Collected data entries:
- - -
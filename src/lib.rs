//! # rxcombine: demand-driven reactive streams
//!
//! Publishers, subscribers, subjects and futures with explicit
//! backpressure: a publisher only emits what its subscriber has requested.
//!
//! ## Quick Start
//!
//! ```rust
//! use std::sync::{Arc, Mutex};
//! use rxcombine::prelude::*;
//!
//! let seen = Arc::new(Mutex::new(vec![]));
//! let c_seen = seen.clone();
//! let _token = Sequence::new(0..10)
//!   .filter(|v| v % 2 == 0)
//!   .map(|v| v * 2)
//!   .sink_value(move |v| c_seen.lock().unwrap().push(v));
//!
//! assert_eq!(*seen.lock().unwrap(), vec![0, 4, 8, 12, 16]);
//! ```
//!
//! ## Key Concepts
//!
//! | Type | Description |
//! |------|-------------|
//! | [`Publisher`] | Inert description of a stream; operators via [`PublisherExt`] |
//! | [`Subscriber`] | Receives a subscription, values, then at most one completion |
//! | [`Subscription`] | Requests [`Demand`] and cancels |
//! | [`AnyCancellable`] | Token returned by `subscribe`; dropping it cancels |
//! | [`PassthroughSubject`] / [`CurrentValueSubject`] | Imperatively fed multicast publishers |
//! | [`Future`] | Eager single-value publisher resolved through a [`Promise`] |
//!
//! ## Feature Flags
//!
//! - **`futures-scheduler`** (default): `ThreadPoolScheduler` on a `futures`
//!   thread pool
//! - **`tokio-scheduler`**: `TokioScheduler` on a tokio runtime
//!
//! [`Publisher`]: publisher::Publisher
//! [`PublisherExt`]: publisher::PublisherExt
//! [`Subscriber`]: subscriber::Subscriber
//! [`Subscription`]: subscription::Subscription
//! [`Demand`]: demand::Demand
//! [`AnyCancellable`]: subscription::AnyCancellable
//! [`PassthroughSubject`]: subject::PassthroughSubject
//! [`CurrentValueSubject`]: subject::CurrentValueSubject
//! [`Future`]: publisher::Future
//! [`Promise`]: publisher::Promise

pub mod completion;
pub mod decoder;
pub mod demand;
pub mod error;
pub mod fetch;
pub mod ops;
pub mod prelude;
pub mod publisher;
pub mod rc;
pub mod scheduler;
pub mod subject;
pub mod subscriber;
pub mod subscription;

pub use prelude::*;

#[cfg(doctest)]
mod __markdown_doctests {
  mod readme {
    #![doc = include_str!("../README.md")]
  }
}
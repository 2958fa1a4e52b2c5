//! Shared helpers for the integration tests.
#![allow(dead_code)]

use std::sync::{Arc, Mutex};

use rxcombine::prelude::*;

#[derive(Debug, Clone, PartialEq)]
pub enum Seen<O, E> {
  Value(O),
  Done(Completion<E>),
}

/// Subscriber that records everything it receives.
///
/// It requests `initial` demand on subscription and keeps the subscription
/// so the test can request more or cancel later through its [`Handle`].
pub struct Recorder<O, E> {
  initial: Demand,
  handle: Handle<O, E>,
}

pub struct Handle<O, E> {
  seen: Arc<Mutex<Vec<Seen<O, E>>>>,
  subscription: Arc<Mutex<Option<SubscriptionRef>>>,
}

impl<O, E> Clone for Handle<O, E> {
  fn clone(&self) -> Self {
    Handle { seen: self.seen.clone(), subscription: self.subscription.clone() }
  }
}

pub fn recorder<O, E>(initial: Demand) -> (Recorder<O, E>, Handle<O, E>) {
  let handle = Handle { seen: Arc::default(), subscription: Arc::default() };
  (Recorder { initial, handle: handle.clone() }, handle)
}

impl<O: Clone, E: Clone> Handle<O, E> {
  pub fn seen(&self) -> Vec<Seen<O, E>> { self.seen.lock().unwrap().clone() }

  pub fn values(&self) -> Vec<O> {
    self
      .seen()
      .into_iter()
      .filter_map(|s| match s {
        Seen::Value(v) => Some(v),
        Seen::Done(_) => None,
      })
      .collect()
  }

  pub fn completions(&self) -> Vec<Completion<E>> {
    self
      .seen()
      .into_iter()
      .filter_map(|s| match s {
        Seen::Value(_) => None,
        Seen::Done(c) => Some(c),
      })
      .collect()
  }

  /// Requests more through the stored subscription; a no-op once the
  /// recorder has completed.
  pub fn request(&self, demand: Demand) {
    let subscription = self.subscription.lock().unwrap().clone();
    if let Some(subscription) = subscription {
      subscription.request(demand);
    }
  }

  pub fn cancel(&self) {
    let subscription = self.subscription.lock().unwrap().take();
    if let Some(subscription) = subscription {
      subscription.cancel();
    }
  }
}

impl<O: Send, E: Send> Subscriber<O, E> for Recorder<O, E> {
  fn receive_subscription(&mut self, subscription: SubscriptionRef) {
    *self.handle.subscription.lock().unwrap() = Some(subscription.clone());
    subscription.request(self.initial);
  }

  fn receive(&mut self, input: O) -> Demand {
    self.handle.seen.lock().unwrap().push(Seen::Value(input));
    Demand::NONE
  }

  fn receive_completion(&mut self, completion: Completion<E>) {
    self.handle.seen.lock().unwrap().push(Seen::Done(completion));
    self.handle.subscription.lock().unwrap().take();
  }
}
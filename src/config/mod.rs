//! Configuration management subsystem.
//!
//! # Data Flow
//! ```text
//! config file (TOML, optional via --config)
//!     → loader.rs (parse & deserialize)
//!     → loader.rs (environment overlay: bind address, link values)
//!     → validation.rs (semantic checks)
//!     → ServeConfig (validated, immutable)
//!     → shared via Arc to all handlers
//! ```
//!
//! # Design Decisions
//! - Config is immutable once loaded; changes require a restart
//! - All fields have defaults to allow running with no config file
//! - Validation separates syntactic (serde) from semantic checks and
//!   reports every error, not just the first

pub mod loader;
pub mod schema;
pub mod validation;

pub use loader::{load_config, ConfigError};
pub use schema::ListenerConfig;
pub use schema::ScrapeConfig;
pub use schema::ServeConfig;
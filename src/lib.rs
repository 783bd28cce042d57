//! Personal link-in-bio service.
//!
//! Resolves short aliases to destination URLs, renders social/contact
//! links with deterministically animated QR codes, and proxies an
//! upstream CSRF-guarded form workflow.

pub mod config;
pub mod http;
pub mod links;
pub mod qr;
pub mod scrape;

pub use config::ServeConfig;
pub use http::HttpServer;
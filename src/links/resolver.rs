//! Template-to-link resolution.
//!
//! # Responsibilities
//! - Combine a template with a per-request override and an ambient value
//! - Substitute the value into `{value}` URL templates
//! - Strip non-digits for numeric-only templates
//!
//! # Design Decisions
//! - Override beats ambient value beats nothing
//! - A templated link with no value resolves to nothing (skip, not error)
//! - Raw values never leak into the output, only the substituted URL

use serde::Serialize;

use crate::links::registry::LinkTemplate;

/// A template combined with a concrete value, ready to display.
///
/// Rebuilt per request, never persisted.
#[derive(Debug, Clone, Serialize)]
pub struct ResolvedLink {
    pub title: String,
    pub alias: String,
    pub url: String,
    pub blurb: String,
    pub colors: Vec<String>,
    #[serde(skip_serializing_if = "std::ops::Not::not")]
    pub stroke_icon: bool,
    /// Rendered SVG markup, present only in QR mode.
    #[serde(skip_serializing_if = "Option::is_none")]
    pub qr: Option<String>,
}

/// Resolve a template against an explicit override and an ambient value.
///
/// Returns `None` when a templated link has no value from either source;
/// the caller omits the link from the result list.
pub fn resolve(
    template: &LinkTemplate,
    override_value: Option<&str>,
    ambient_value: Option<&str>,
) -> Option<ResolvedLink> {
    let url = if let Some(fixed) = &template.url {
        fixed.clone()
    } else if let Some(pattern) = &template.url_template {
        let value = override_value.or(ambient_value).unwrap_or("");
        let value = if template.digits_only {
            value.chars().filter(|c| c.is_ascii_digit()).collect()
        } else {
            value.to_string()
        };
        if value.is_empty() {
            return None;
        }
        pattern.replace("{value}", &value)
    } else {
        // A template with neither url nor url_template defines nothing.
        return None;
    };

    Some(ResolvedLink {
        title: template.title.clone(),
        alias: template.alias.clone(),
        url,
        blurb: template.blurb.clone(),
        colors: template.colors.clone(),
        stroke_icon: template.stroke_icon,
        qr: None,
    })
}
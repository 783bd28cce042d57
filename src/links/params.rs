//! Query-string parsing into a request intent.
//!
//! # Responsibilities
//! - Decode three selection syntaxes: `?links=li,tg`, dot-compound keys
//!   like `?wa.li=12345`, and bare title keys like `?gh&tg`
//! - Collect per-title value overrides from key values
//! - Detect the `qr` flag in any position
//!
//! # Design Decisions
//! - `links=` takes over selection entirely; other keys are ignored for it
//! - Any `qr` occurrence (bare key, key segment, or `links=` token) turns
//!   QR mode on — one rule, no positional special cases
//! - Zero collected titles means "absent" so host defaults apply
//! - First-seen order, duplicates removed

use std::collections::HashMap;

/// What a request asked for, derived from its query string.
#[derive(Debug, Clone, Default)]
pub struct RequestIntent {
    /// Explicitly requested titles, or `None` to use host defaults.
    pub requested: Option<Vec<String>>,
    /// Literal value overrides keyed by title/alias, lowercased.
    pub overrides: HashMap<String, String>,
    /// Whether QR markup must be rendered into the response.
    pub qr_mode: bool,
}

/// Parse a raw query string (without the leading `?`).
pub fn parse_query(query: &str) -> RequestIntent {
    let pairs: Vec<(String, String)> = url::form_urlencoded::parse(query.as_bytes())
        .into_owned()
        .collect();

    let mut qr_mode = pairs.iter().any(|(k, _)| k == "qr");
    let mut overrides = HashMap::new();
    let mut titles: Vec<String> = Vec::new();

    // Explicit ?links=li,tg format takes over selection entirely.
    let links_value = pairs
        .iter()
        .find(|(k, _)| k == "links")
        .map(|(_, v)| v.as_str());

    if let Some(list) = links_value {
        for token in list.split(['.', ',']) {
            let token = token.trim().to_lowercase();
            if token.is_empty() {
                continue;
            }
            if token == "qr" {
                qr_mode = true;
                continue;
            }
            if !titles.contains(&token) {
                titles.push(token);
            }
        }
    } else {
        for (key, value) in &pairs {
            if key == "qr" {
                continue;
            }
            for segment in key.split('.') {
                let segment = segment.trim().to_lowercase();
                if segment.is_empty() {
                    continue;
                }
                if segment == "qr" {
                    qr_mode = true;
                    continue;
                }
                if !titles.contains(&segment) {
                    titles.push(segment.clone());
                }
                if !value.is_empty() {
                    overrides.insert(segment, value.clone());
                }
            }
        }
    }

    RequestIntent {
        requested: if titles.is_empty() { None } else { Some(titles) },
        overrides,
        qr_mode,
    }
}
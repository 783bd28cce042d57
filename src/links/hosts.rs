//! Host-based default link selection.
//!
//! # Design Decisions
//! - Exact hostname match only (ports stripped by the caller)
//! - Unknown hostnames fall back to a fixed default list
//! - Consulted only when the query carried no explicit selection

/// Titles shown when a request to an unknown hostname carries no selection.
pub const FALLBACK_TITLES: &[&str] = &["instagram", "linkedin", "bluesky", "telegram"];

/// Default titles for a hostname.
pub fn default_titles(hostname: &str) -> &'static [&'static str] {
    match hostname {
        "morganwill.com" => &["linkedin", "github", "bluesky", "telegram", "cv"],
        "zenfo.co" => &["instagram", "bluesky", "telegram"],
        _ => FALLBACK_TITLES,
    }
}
- - -
■ Task to carry out ■
Reproduce each line of the records in which the word "split" appears.

■ Response to the task ■
        for token in list.split(['.', ',']) {
            for segment in key.split('.') {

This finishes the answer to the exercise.